How to Make Sense of Data
Caltech scientists and engineers are designing the sensors that gather data and the algorithms that translate data to communicate and work together in a process they call Sensing to Intelligence (S2I).
By Andrew Moseman
In April 2017, a group of observatories scattered across the face of the earth, from Spain to Hawaii, turned their attention to one object: a black hole called M87 that lies around 55 million light-years away. The radio instruments that make up this global network of observatories, known as the Event Horizon Telescope (EHT), gathered data about M87 throughout an entire night of observation; EHT researchers then fed that mountain of information into algorithms that processed it, adjusted for the changing sky and the distances between telescopes, and finally created the historic first image of a black hole.
Katherine L. Bouman, who worked on that black hole image before joining Caltech as assistant professor of computing and mathematical sciences, electrical engineering, and astronomy, now collaborates with a team to create the Next-Generation Event Horizon Telescope (ngEHT) that will bring more black holes into view and increase the understanding of these bizarre cosmic phenomena. To realize such an instrument, which will include Caltech’s Owens Valley Radio Observatory, the scientists plan to reverse their typical process: rather than simply building a bigger network of observatories and asking a new generation of algorithms to make sense of the data, Bouman and colleagues plan to use their algorithms to find weak spots in the current data and find the optimal places to build new telescopes and thereby enhance their ability to see black holes. The machine-learning side of EHT is not only interpreting data, it is informing the design and operation of the sensors themselves.
“The goal is to try to combine sensing and intelligence,” Bouman says, “to no longer separate them, but to think of this as a whole pipeline.” Sensors and machine learning lie at the forefront of research across the sciences. At any given moment, billions of sensors around the world, ranging from something as simple as a motion detector for a home to something as complex as the LIGO (Laser Interferometer Gravitational-wave Observatory) detectors, generate a pile of information whose size increases exponentially. Sensors allow seismologists, climate change experts, and gravitational-wave hunters to amass enormous data sets, while computer algorithms and human researchers work unceasingly to sort the signal (the true information) from the noise in this data stream. These two fields are typically seen as distinct, but the ngEHT is one example of how sensing (the hardware) and intelligence (the software) can converge to create networks of sensors that are intelligent in their own right.
This convergence powers a new research thrust at Caltech: Sensing to Intelligence, or S2I, an initiative that unites researchers from across interests and disciplines with a focus on co-designing sensors and learning algorithms. The researchers are, in other words, building the two sides to communicate and collaborate from the outset as they envision new ways to refine earthquake prediction, visualize distant cosmic phenomena, and find signals about a person’s health in the molecules found in their breath.

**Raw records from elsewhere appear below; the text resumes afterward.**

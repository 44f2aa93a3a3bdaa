//! Error types for forge-rs

use thiserror::Error;

/// Result type alias for forge operations
pub type Result<T> = std::result::Result<T, ForgeError>;

/// Forge error types
#[derive(Error, Debug)]
pub enum ForgeError {
    /// Configuration error
    #[error("Configuration error: {0}")]
    Config(String),

    /// IO error
    #[error("IO error: {0}")]
    Io(#[from] std::io::Error),

    /// Missing or empty required field
    #[error("Invalid input: {0}")]
    InvalidInput(String),

    /// Account already registered under this email
    #[error("User exists")]
    AlreadyExists,

    /// Unknown email or wrong password (deliberately indistinguishable)
    #[error("Invalid credentials")]
    InvalidCredentials,

    /// Resource not found
    #[error("Resource not found: {0}")]
    NotFound(String),

    /// Password hashing error
    #[error("Password hashing error: {0}")]
    PasswordHash(String),

    /// Session token error
    #[error("Token error: {0}")]
    Token(#[from] jsonwebtoken::errors::Error),

    /// JSON error
    #[error("JSON error: {0}")]
    Json(#[from] serde_json::Error),
}
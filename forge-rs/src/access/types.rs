use serde::{Deserialize, Serialize};

/// Free product generations allowed before a subscription is required
pub const FREE_QUOTA: u32 = 3;

/// Reason a usage request was denied
#[derive(Debug, Clone, Copy, PartialEq, Eq, Serialize, Deserialize)]
pub enum DenyReason {
    /// Free tier used up and no subscription
    QuotaExhausted,
}

/// Outcome of a usage request
#[derive(Debug, Clone, PartialEq, Eq)]
pub enum UsageDecision {
    /// Request granted; the account's usage counter was incremented
    Allowed {
        /// Free generations left after this one (0 for subscribers past quota)
        remaining: u32,
        /// Whether the account is a subscriber
        is_subscriber: bool,
    },
    /// Request refused; no state was mutated
    Denied {
        /// Why the request was refused
        reason: DenyReason,
    },
}

impl UsageDecision {
    /// Whether the request was granted
    pub fn is_allowed(&self) -> bool {
        matches!(self, UsageDecision::Allowed { .. })
    }
}
//! In-memory account store
//!
//! Process-lifetime mapping from email to [`Account`]. Constructed once at
//! startup and passed by handle into the access controller and request
//! handlers; lost on restart.

use argon2::{
    password_hash::{rand_core::OsRng, PasswordHash, PasswordHasher, PasswordVerifier, SaltString},
    Argon2,
};
use std::collections::HashMap;
use std::sync::Arc;
use tokio::sync::RwLock;
use tracing::{debug, info, warn};

use super::types::{Account, GUEST_EMAIL};
use crate::error::{ForgeError, Result};

/// Identity store: email -> account
pub struct AccountStore {
    accounts: Arc<RwLock<HashMap<String, Account>>>,
}

impl AccountStore {
    /// Create an empty store
    pub fn new() -> Self {
        AccountStore {
            accounts: Arc::new(RwLock::new(HashMap::new())),
        }
    }

    /// Register a new account
    ///
    /// Fails with `InvalidInput` when email or password is empty and with
    /// `AlreadyExists` on a duplicate email. The password is stored as a
    /// salted Argon2 hash.
    pub async fn register(&self, name: &str, email: &str, password: &str) -> Result<Account> {
        if email.is_empty() || password.is_empty() {
            return Err(ForgeError::InvalidInput(
                "Email and password required".to_string(),
            ));
        }

        let password_hash = hash_password(password)?;

        let mut accounts = self.accounts.write().await;
        if accounts.contains_key(email) {
            return Err(ForgeError::AlreadyExists);
        }

        let account = Account::new(email.to_string(), name.to_string(), password_hash);
        accounts.insert(email.to_string(), account.clone());

        info!("Registered account: {}", email);
        Ok(account)
    }

    /// Authenticate an account by email and password
    ///
    /// Unknown email and wrong password both surface as `InvalidCredentials`.
    pub async fn authenticate(&self, email: &str, password: &str) -> Result<Account> {
        debug!("Authentication attempt for {}", email);

        let accounts = self.accounts.read().await;
        let Some(account) = accounts.get(email) else {
            warn!("Authentication failed: unknown email {}", email);
            return Err(ForgeError::InvalidCredentials);
        };

        let parsed_hash =
            PasswordHash::new(&account.password_hash).map_err(|_| ForgeError::InvalidCredentials)?;

        let verified = Argon2::default()
            .verify_password(password.as_bytes(), &parsed_hash)
            .is_ok();

        if verified {
            info!("Authentication successful for {}", email);
            Ok(account.clone())
        } else {
            warn!("Authentication failed: invalid password for {}", email);
            Err(ForgeError::InvalidCredentials)
        }
    }

    /// Look up an account without side effects
    pub async fn get(&self, email: &str) -> Option<Account> {
        let accounts = self.accounts.read().await;
        accounts.get(email).cloned()
    }

    /// Whether an account exists for this email
    pub async fn contains(&self, email: &str) -> bool {
        let accounts = self.accounts.read().await;
        accounts.contains_key(email)
    }

    /// Get the shared guest account, creating it on first use
    pub async fn get_or_create_guest(&self) -> Account {
        {
            let accounts = self.accounts.read().await;
            if let Some(guest) = accounts.get(GUEST_EMAIL) {
                return guest.clone();
            }
        }

        let mut accounts = self.accounts.write().await;
        accounts
            .entry(GUEST_EMAIL.to_string())
            .or_insert_with(Account::guest)
            .clone()
    }

    /// Run a mutation against an account under the write lock
    ///
    /// The closure executes atomically with respect to all other store
    /// operations, so a quota check and increment cannot interleave with a
    /// concurrent request for the same account. Returns `None` when the
    /// email is unknown.
    pub async fn update<T>(&self, email: &str, f: impl FnOnce(&mut Account) -> T) -> Option<T> {
        let mut accounts = self.accounts.write().await;
        accounts.get_mut(email).map(f)
    }

    /// Mark an account as subscribed
    ///
    /// Hook for an out-of-scope payment webhook handler; nothing in this
    /// service calls it on its own.
    pub async fn confirm_subscription(&self, email: &str) -> Result<()> {
        let mut accounts = self.accounts.write().await;
        let account = accounts
            .get_mut(email)
            .ok_or_else(|| ForgeError::NotFound(email.to_string()))?;

        account.is_subscriber = true;
        info!("Subscription confirmed for {}", email);
        Ok(())
    }

    /// Number of known accounts (guest included once created)
    pub async fn count(&self) -> usize {
        let accounts = self.accounts.read().await;
        accounts.len()
    }
}

impl Default for AccountStore {
    fn default() -> Self {
        Self::new()
    }
}

/// Hash a password with Argon2 and a fresh random salt
fn hash_password(password: &str) -> Result<String> {
    let salt = SaltString::generate(&mut OsRng);

    let password_hash = Argon2::default()
        .hash_password(password.as_bytes(), &salt)
        .map_err(|e| ForgeError::PasswordHash(e.to_string()))?;

    Ok(password_hash.to_string())
}

#[cfg(test)]
mod tests {
    use super::*;

    #[tokio::test]
    async fn test_register_and_authenticate() {
        let store = AccountStore::new();

        let account = store
            .register("Amina", "a@x.com", "pw1")
            .await
            .unwrap();
        assert_eq!(account.email, "a@x.com");
        assert_eq!(account.name, "Amina");
        assert_eq!(account.products_count, 0);
        assert!(!account.is_subscriber);

        let account = store.authenticate("a@x.com", "pw1").await.unwrap();
        assert_eq!(account.email, "a@x.com");

        let result = store.authenticate("a@x.com", "wrong").await;
        assert!(matches!(result, Err(ForgeError::InvalidCredentials)));
    }

    #[tokio::test]
    async fn test_authenticate_unknown_email() {
        let store = AccountStore::new();

        // Same error as a wrong password, to avoid enumeration
        let result = store.authenticate("nobody@example.com", "pw").await;
        assert!(matches!(result, Err(ForgeError::InvalidCredentials)));
    }

    #[tokio::test]
    async fn test_register_duplicate() {
        let store = AccountStore::new();

        store.register("A", "a@x.com", "pw1").await.unwrap();
        let result = store.register("B", "a@x.com", "pw2").await;
        assert!(matches!(result, Err(ForgeError::AlreadyExists)));

        // First registration is untouched
        let account = store.get("a@x.com").await.unwrap();
        assert_eq!(account.name, "A");
        assert_eq!(account.products_count, 0);
        assert!(!account.is_subscriber);
        assert!(store.authenticate("a@x.com", "pw1").await.is_ok());
    }

    #[tokio::test]
    async fn test_register_missing_fields() {
        let store = AccountStore::new();

        let result = store.register("A", "", "pw").await;
        assert!(matches!(result, Err(ForgeError::InvalidInput(_))));

        let result = store.register("A", "a@x.com", "").await;
        assert!(matches!(result, Err(ForgeError::InvalidInput(_))));

        assert_eq!(store.count().await, 0);
    }

    #[tokio::test]
    async fn test_get_or_create_guest_idempotent() {
        let store = AccountStore::new();

        let guest = store.get_or_create_guest().await;
        assert_eq!(guest.email, GUEST_EMAIL);
        assert_eq!(guest.products_count, 0);

        store
            .update(GUEST_EMAIL, |account| account.products_count += 1)
            .await
            .unwrap();

        // Second call returns the same bucket, not a fresh one
        let guest = store.get_or_create_guest().await;
        assert_eq!(guest.products_count, 1);
        assert_eq!(store.count().await, 1);
    }

    #[tokio::test]
    async fn test_update_unknown_email() {
        let store = AccountStore::new();
        let result = store.update("missing@x.com", |_| ()).await;
        assert!(result.is_none());
    }

    #[tokio::test]
    async fn test_confirm_subscription() {
        let store = AccountStore::new();
        store.register("A", "a@x.com", "pw").await.unwrap();

        store.confirm_subscription("a@x.com").await.unwrap();
        assert!(store.get("a@x.com").await.unwrap().is_subscriber);

        let result = store.confirm_subscription("nobody@x.com").await;
        assert!(matches!(result, Err(ForgeError::NotFound(_))));
    }

    #[tokio::test]
    async fn test_password_hashes_are_salted() {
        let store = AccountStore::new();
        store.register("A", "a@x.com", "same-pw").await.unwrap();
        store.register("B", "b@x.com", "same-pw").await.unwrap();

        let a = store.get("a@x.com").await.unwrap();
        let b = store.get("b@x.com").await.unwrap();
        assert_ne!(a.password_hash, b.password_hash);
    }
}
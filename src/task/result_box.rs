//! Tagged storage for a task's single outcome.
//!
//! A task produces exactly one of {value, error}; the value is one of the
//! tagged variants of [`TaskValue`]. The box tracks the three flags that
//! enforce the return/propagate protocol: `ever_returned` (a
//! result-producing call happened), `result_set` (a value is held and not
//! yet consumed), and `had_error` (a stored error was consumed).
//!
//! An unconsumed boxed value or error is dropped with the box; `Drop` is
//! the destructor the C-era API took as a function pointer.

use core::fmt;
use std::any::Any;

/// The tagged success value of a task.
pub enum TaskValue {
    /// An owned, type-erased value (the pointer-with-destructor variant).
    Boxed(Box<dyn Any + Send>),
    /// A signed size result (byte counts, offsets).
    Int(isize),
    /// A boolean result.
    Bool(bool),
}

impl TaskValue {
    /// The variant name, for diagnostics and mismatch panics.
    #[must_use]
    pub const fn variant_name(&self) -> &'static str {
        match self {
            Self::Boxed(_) => "boxed",
            Self::Int(_) => "int",
            Self::Bool(_) => "bool",
        }
    }
}

impl fmt::Debug for TaskValue {
    fn fmt(&self, f: &mut fmt::Formatter<'_>) -> fmt::Result {
        match self {
            Self::Boxed(_) => f.write_str("TaskValue::Boxed(..)"),
            Self::Int(v) => write!(f, "TaskValue::Int({v})"),
            Self::Bool(v) => write!(f, "TaskValue::Bool({v})"),
        }
    }
}

use crate::error::Error;

/// The minimal result state a task holds.
#[derive(Debug, Default)]
pub(crate) struct ResultBox {
    value: Option<TaskValue>,
    error: Option<Error>,
    /// A value is currently held and not yet consumed.
    pub(crate) result_set: bool,
    /// A result-producing call has happened; guards "return exactly once".
    pub(crate) ever_returned: bool,
    /// A stored error was moved out by a propagate call.
    pub(crate) had_error: bool,
}

impl ResultBox {
    /// Panics if a result-producing call already happened.
    pub(crate) fn check_unreturned(&self) {
        assert!(
            !self.ever_returned,
            "task already returned a result; return_* may be called at most once"
        );
    }

    /// Stores a success value and marks the result produced.
    pub(crate) fn store_value(&mut self, value: TaskValue) {
        self.value = Some(value);
        self.ever_returned = true;
        self.result_set = true;
    }

    /// Stores an error and marks the result produced.
    pub(crate) fn store_error(&mut self, error: Error) {
        self.error = Some(error);
        self.ever_returned = true;
    }

    /// Stores an error without marking the result produced.
    ///
    /// Used by the pre-cancelled `run_in_thread` path, where the error is
    /// synthesized by the machinery rather than returned by the task body.
    pub(crate) fn store_error_direct(&mut self, error: Error) {
        self.error = Some(error);
    }

    /// Returns true if an error is currently stored.
    pub(crate) const fn error_present(&self) -> bool {
        self.error.is_some()
    }

    /// Moves a stored error out, recording that the task ended in error.
    pub(crate) fn take_error(&mut self) -> Option<Error> {
        let error = self.error.take();
        if error.is_some() {
            self.had_error = true;
        }
        error
    }

    /// Consumes the stored value; panics if none has been produced or it
    /// was already consumed.
    pub(crate) fn take_value(&mut self) -> TaskValue {
        assert!(
            self.result_set,
            "task result has not been set, or was already propagated"
        );
        self.result_set = false;
        self.value
            .take()
            .unwrap_or_else(|| unreachable!("result_set without a stored value"))
    }
}

#[cfg(test)]
mod tests {
    use super::*;
    use crate::error::ErrorKind;

    #[test]
    fn store_and_take_value() {
        let mut result = ResultBox::default();
        result.check_unreturned();
        result.store_value(TaskValue::Int(42));
        assert!(result.ever_returned);
        assert!(result.result_set);

        match result.take_value() {
            TaskValue::Int(v) => assert_eq!(v, 42),
            other => unreachable!("expected int, got {other:?}"),
        }
        assert!(!result.result_set);
    }

    #[test]
    #[should_panic(expected = "already returned a result")]
    fn double_return_panics() {
        let mut result = ResultBox::default();
        result.store_value(TaskValue::Bool(true));
        result.check_unreturned();
    }

    #[test]
    #[should_panic(expected = "has not been set")]
    fn take_without_store_panics() {
        let mut result = ResultBox::default();
        let _ = result.take_value();
    }

    #[test]
    fn take_error_records_had_error() {
        let mut result = ResultBox::default();
        result.store_error(Error::new(ErrorKind::User));
        assert!(result.error_present());
        assert!(!result.had_error);

        let taken = result.take_error();
        assert!(taken.is_some());
        assert!(result.had_error);
        assert!(!result.error_present());
        assert!(result.take_error().is_none());
    }

    #[test]
    fn direct_error_does_not_mark_returned() {
        let mut result = ResultBox::default();
        result.store_error_direct(Error::cancelled());
        assert!(!result.ever_returned);
        assert!(result.error_present());
        result.check_unreturned();
    }

    #[test]
    fn boxed_value_preserves_identity() {
        let mut result = ResultBox::default();
        let payload: Box<dyn std::any::Any + Send> = Box::new(String::from("hello"));
        let raw = std::ptr::from_ref::<dyn std::any::Any>(payload.as_ref()).cast::<()>();
        result.store_value(TaskValue::Boxed(payload));

        match result.take_value() {
            TaskValue::Boxed(b) => {
                let back = std::ptr::from_ref::<dyn std::any::Any>(b.as_ref()).cast::<()>();
                assert_eq!(raw, back, "boxed result must round-trip by identity");
                assert_eq!(b.downcast::<String>().expect("type").as_str(), "hello");
            }
            other => unreachable!("expected boxed, got {other:?}"),
        }
    }
}
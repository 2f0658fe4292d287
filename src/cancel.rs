//! Cooperative cancellation tokens.
//!
//! A [`CancelToken`] is a shareable flag observed by tasks and their thread
//! bodies. Cancellation is cooperative and advisory for running code (a
//! body must check the token itself, there is no preemption), but
//! authoritative for result propagation: once a task's token has fired,
//! `propagate_*` reports a cancellation error regardless of what the body
//! returned, unless cancellable-checking was disabled on the task.
//!
//! Listeners registered with [`CancelToken::connect`] fire exactly once,
//! on the thread that calls [`CancelToken::cancel`] — or immediately on
//! the connecting thread when the token has already fired.

use core::fmt;
use parking_lot::Mutex;
use std::sync::atomic::{AtomicBool, AtomicU64, Ordering};
use std::sync::Arc;

use crate::error::Error;

/// A listener invoked when a token is cancelled.
///
/// Blanket-implemented for `FnOnce() + Send`, so closures can be passed
/// directly to [`CancelToken::connect`].
pub trait CancelListener: Send {
    /// Called exactly once when cancellation is requested.
    fn on_cancel(self: Box<Self>);
}

impl<F> CancelListener for F
where
    F: FnOnce() + Send,
{
    fn on_cancel(self: Box<Self>) {
        self();
    }
}

/// Identifies a registered listener for later [`CancelToken::disconnect`].
#[derive(Debug, Clone, Copy, PartialEq, Eq, Hash)]
pub struct CancelHandle(u64);

struct TokenState {
    cancelled: AtomicBool,
    next_handle: AtomicU64,
    listeners: Mutex<Vec<(u64, Box<dyn CancelListener>)>>,
}

/// A shareable cooperative-cancellation flag.
///
/// Cloning shares the underlying state: cancelling any clone cancels all.
#[derive(Clone)]
pub struct CancelToken {
    state: Arc<TokenState>,
}

impl Default for CancelToken {
    fn default() -> Self {
        Self::new()
    }
}

impl CancelToken {
    /// Creates a new, un-cancelled token.
    #[must_use]
    pub fn new() -> Self {
        Self {
            state: Arc::new(TokenState {
                cancelled: AtomicBool::new(false),
                next_handle: AtomicU64::new(1),
                listeners: Mutex::new(Vec::new()),
            }),
        }
    }

    /// Returns true if cancellation has been requested.
    #[must_use]
    pub fn is_cancelled(&self) -> bool {
        self.state.cancelled.load(Ordering::Acquire)
    }

    /// Requests cancellation.
    ///
    /// Idempotent: only the first call fires listeners. Listeners run on
    /// the calling thread, in registration order, with the listener table
    /// unlocked (a listener may connect or disconnect freely).
    pub fn cancel(&self) {
        if self.state.cancelled.swap(true, Ordering::AcqRel) {
            return;
        }
        tracing::trace!("cancel token fired");
        let fired = std::mem::take(&mut *self.state.listeners.lock());
        for (_, listener) in fired {
            listener.on_cancel();
        }
    }

    /// Registers a one-shot cancellation listener.
    ///
    /// If the token is already cancelled, the listener is invoked
    /// immediately on the calling thread and the returned handle refers to
    /// nothing.
    pub fn connect(&self, listener: impl CancelListener + 'static) -> CancelHandle {
        let handle = self.state.next_handle.fetch_add(1, Ordering::Relaxed);
        {
            let mut listeners = self.state.listeners.lock();
            if !self.is_cancelled() {
                listeners.push((handle, Box::new(listener)));
                return CancelHandle(handle);
            }
        }
        // Raced with (or followed) cancel: fire on this thread.
        Box::new(listener).on_cancel();
        CancelHandle(handle)
    }

    /// Unregisters a listener. No-op if it already fired or was removed.
    pub fn disconnect(&self, handle: CancelHandle) {
        let mut listeners = self.state.listeners.lock();
        listeners.retain(|(id, _)| *id != handle.0);
    }

    /// Returns a cancellation error if the token has fired.
    ///
    /// The "query-and-set error" primitive used throughout the propagation
    /// paths.
    #[must_use]
    pub fn error_if_cancelled(&self) -> Option<Error> {
        if self.is_cancelled() {
            Some(Error::cancelled())
        } else {
            None
        }
    }
}

impl fmt::Debug for CancelToken {
    fn fmt(&self, f: &mut fmt::Formatter<'_>) -> fmt::Result {
        f.debug_struct("CancelToken")
            .field("cancelled", &self.is_cancelled())
            .field("listeners", &self.state.listeners.lock().len())
            .finish()
    }
}

#[cfg(test)]
mod tests {
    use super::*;
    use std::sync::atomic::AtomicU32;

    #[test]
    fn starts_uncancelled() {
        let token = CancelToken::new();
        assert!(!token.is_cancelled());
        assert!(token.error_if_cancelled().is_none());
    }

    #[test]
    fn cancel_is_idempotent() {
        let token = CancelToken::new();
        let count = Arc::new(AtomicU32::new(0));
        let c = Arc::clone(&count);
        token.connect(move || {
            c.fetch_add(1, Ordering::SeqCst);
        });

        token.cancel();
        token.cancel();
        assert!(token.is_cancelled());
        assert_eq!(count.load(Ordering::SeqCst), 1);
    }

    #[test]
    fn clones_share_state() {
        let token = CancelToken::new();
        let clone = token.clone();
        clone.cancel();
        assert!(token.is_cancelled());
        assert!(token.error_if_cancelled().is_some());
    }

    #[test]
    fn connect_after_cancel_fires_immediately() {
        let token = CancelToken::new();
        token.cancel();

        let fired = Arc::new(AtomicBool::new(false));
        let f = Arc::clone(&fired);
        token.connect(move || {
            f.store(true, Ordering::SeqCst);
        });
        assert!(fired.load(Ordering::SeqCst));
    }

    #[test]
    fn disconnect_suppresses_listener() {
        let token = CancelToken::new();
        let fired = Arc::new(AtomicBool::new(false));
        let f = Arc::clone(&fired);
        let handle = token.connect(move || {
            f.store(true, Ordering::SeqCst);
        });

        token.disconnect(handle);
        token.cancel();
        assert!(!fired.load(Ordering::SeqCst));
    }

    #[test]
    fn listeners_fire_in_registration_order() {
        let token = CancelToken::new();
        let order = Arc::new(Mutex::new(Vec::new()));
        for i in 0..3 {
            let o = Arc::clone(&order);
            token.connect(move || o.lock().push(i));
        }
        token.cancel();
        assert_eq!(*order.lock(), vec![0, 1, 2]);
    }

    #[test]
    fn cancel_from_other_thread_observed() {
        let token = CancelToken::new();
        let clone = token.clone();
        let join = std::thread::spawn(move || clone.cancel());
        join.join().expect("cancel thread panicked");
        assert!(token.is_cancelled());
    }
}
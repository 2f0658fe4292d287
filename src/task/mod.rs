//! The cancellable unit-of-work/result handle.
//!
//! A [`Task`] represents one asynchronous operation: it carries the
//! operation's outcome (a tagged value or an error), the [`CancelToken`]
//! observed on its behalf, task-local data, and the completion callback.
//! Whatever thread produces the result, the callback runs inside the
//! [`Context`] that was current when the task was created.
//!
//! # Protocol
//!
//! The producing side calls exactly one `return_*` function; the consuming
//! side calls exactly one `propagate_*` function. Violating either is a
//! contract violation and panics. Cancellation is checked one final time at
//! propagation: with `check_cancellable` (the default), a fired token wins
//! over whatever was returned — even a success produced before the token
//! fired, as long as it has not been propagated yet.
//!
//! # Completion ordering
//!
//! A `return_*` call completes the task synchronously on the calling stack
//! only when all three hold: the caller is inside an iteration of the
//! task's owning context; that iteration is strictly later than the one
//! that created the task; and the token has not fired. Otherwise the
//! callback is deferred to a future iteration of the owning context.
//! Thread-executed tasks always defer; their callbacks never run on the
//! worker thread. Synchronous completions can chain: a callback that
//! returns another same-context task recurses on the same stack, which is
//! accepted behavior, not a bug.
//!
//! # Threaded execution
//!
//! [`Task::run_in_thread`] runs a blocking body on the worker pool and
//! hands completion back to the owning context;
//! [`Task::run_in_thread_sync`] blocks the caller until the body (or a
//! forced cancellation-triggered completion) finishes. With
//! [`Task::set_return_on_cancel`], cancelling the token completes the task
//! immediately while the body keeps running in the background — the body
//! must then re-check the flag (via the `set_return_on_cancel` return
//! value) before touching externally visible state.

pub mod result_box;

use core::fmt;
use parking_lot::{Condvar, Mutex};
use std::any::Any;
use std::sync::atomic::{AtomicBool, AtomicU64, Ordering};
use std::sync::Arc;

use crate::cancel::{CancelHandle, CancelToken};
use crate::context::{Context, Time};
use crate::error::{Error, Result};
use crate::pool::{self, PoolHandle, ThreadPool};

pub use result_box::TaskValue;
use result_box::ResultBox;

/// The object an operation is performed on, shared with the task.
pub type SourceRef = Arc<dyn Any + Send + Sync>;

/// Task-local data set by the operation implementation.
pub type TaskData = Arc<dyn Any + Send + Sync>;

/// The completion callback, invoked exactly once inside the owning context.
pub type CompletionCallback = Box<dyn FnOnce(&Task) + Send>;

/// A blocking task body run on a pool worker.
///
/// Receives the task, its source object, its task data, and its token, per
/// the external interface contract.
pub type ThreadBody =
    Box<dyn FnOnce(&Task, Option<SourceRef>, Option<TaskData>, Option<CancelToken>) + Send>;

/// Identifies the "start" operation that produced a result, checked at the
/// "finish" boundary.
///
/// A typed replacement for the C convention of comparing raw function
/// pointers: operations declare a tag constant and stamp their tasks with
/// it.
#[derive(Debug, Clone, Copy, PartialEq, Eq, Hash)]
pub struct SourceTag(&'static str);

impl SourceTag {
    /// Creates a tag. Conventionally named after the start operation.
    #[must_use]
    pub const fn new(name: &'static str) -> Self {
        Self(name)
    }

    /// The tag's label.
    #[must_use]
    pub const fn name(self) -> &'static str {
        self.0
    }
}

impl fmt::Display for SourceTag {
    fn fmt(&self, f: &mut fmt::Formatter<'_>) -> fmt::Result {
        f.write_str(self.0)
    }
}

#[derive(PartialEq, Eq, Clone, Copy)]
enum ReturnKind {
    Success,
    Error,
    FromThread,
}

struct TaskState {
    result: ResultBox,
    callback: Option<CompletionCallback>,
    task_data: Option<TaskData>,
    name: Option<String>,
    source_tag: Option<SourceTag>,
    priority: i32,
    check_cancellable: bool,
    return_on_cancel: bool,
    synchronous: bool,
    blocking_other_task: bool,
    threaded: bool,
    thread_complete: bool,
    thread_cancelled: bool,
    cancel_handle: Option<CancelHandle>,
    pool: Option<PoolHandle>,
    body: Option<ThreadBody>,
}

struct TaskInner {
    id: u64,
    context: Context,
    creation_time: Time,
    source: Option<SourceRef>,
    token: Option<CancelToken>,
    completed: AtomicBool,
    state: Mutex<TaskState>,
    /// Signalled on thread-complete; waited on by `run_in_thread_sync`.
    cond: Condvar,
}

static NEXT_TASK_ID: AtomicU64 = AtomicU64::new(1);

/// The cancellable unit-of-work/result handle. See the module docs.
///
/// Cloning shares the task: clones are held by the issuing code, the
/// worker pool while the body runs, the owning context while a completion
/// is queued, and the cancel listener.
#[derive(Clone)]
pub struct Task {
    inner: Arc<TaskInner>,
}

/// Configures and creates a [`Task`].
///
/// Creation always succeeds; the owning context and creation time are
/// captured from the calling thread.
#[must_use]
pub struct TaskBuilder {
    source: Option<SourceRef>,
    token: Option<CancelToken>,
    callback: Option<CompletionCallback>,
}

impl TaskBuilder {
    /// Sets the source object the operation acts on.
    pub fn source(mut self, source: SourceRef) -> Self {
        self.source = Some(source);
        self
    }

    /// Sets the cancellation token observed on the task's behalf.
    pub fn cancel_token(mut self, token: CancelToken) -> Self {
        self.token = Some(token);
        self
    }

    /// Sets the completion callback, invoked exactly once inside the
    /// owning context after a `return_*` call completes the task.
    pub fn callback(mut self, callback: impl FnOnce(&Task) + Send + 'static) -> Self {
        self.callback = Some(Box::new(callback));
        self
    }

    /// Creates the task, capturing the current thread-default context as
    /// owner and the current iteration's logical time (if any) as the
    /// creation time.
    pub fn build(self) -> Task {
        let context = Context::current();
        let creation_time = context.dispatch_time().unwrap_or(Time::ZERO);
        let id = NEXT_TASK_ID.fetch_add(1, Ordering::Relaxed);
        tracing::trace!(task = id, context = context.id(), time = %creation_time, "task created");
        Task {
            inner: Arc::new(TaskInner {
                id,
                context,
                creation_time,
                source: self.source,
                token: self.token,
                completed: AtomicBool::new(false),
                state: Mutex::new(TaskState {
                    result: ResultBox::default(),
                    callback: self.callback,
                    task_data: None,
                    name: None,
                    source_tag: None,
                    priority: 0,
                    check_cancellable: true,
                    return_on_cancel: false,
                    synchronous: false,
                    blocking_other_task: false,
                    threaded: false,
                    thread_complete: false,
                    thread_cancelled: false,
                    cancel_handle: None,
                    pool: None,
                    body: None,
                }),
                cond: Condvar::new(),
            }),
        }
    }
}

impl Default for Task {
    fn default() -> Self {
        Self::new()
    }
}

“We have a unique opportunity at Caltech to transform the way we connect the information world with the physical world,” says Azita Emami, the Andrew and Peggy Cherng Professor of Electrical Engineering and Medical Engineering and one of the leaders of the S2I initiative. “That can lead to a whole new generation of smart devices and instruments.”
Breath Biomarkers
“Think about breath analysis as another version of a blood test,” says Alireza Marandi, assistant professor of electrical engineering and applied physics. A person’s breath abounds with information, with biomarkers that have the potential to inform doctors about different aspects of that patient’s health. But to isolate and identify the various molecules in a cloud of vapor requires sophisticated technology that would be problematic to downsize into a device compact enough for people to use at home. For example, Marandi says, picture a breath analyzer small enough to attach to a smartphone so that users could easily track health data over time simply by exhaling into the device. He seeks to make such technology possible by advancing the sensing and intelligence sides of the problem simultaneously.
Marandi’s lab investigates how nonlinear photonics, a field of optics in which light (usually a laser) emerges with different frequencies and properties after passing through a material, could be used in sensing applications to accomplish tasks no other technologies can accomplish. For example, Marandi’s team focuses on laser pulses in the mid-infrared range where they have just the right resonant frequency to cause molecules they touch to “jiggle.” Those excited molecules modify the laser pulses in a way that acts as a fingerprint, which theoretically would allow researchers to identify a particular molecule’s presence in a cloud of gas, like an exhaled breath from a person’s lungs. The sensing challenge, however, is that most compact and inexpensive lasers work in the visible light or near-infrared parts of the spectrum, and so most of the backbone technologies needed for that kind of a breath sensor are focused only on those ranges, too. To make use of these affordable and available tools, Marandi starts with laser light in the visible or near-infrared range and transforms his beam into the mid-infrared range in which it is most effective.
The most straightforward way to find out what molecules are inside a a person’s breath could be spectroscopy, a long-standing technique in which researchers look at which frequencies of light are absorbed as the beam passes through matter. However, building a perfect spectrometer would add weight and complexity to the device, and it is not necessary in this case since Marandi does not necessarily need to capture a clean spectrum of a person’s breath. Instead, he is working to develop a sensor in the mid-infrared range that can respond to and distinguish a large number of molecules simultaneously. The machine-learning element would take the scrambled response and extract only the relevant data and leave behind the extraneous information. To Marandi, his solution is an example of when the perfect is the enemy of the good. “You actually want to think about not having a very clean set of information but being able to get enough bits and pieces,” he says.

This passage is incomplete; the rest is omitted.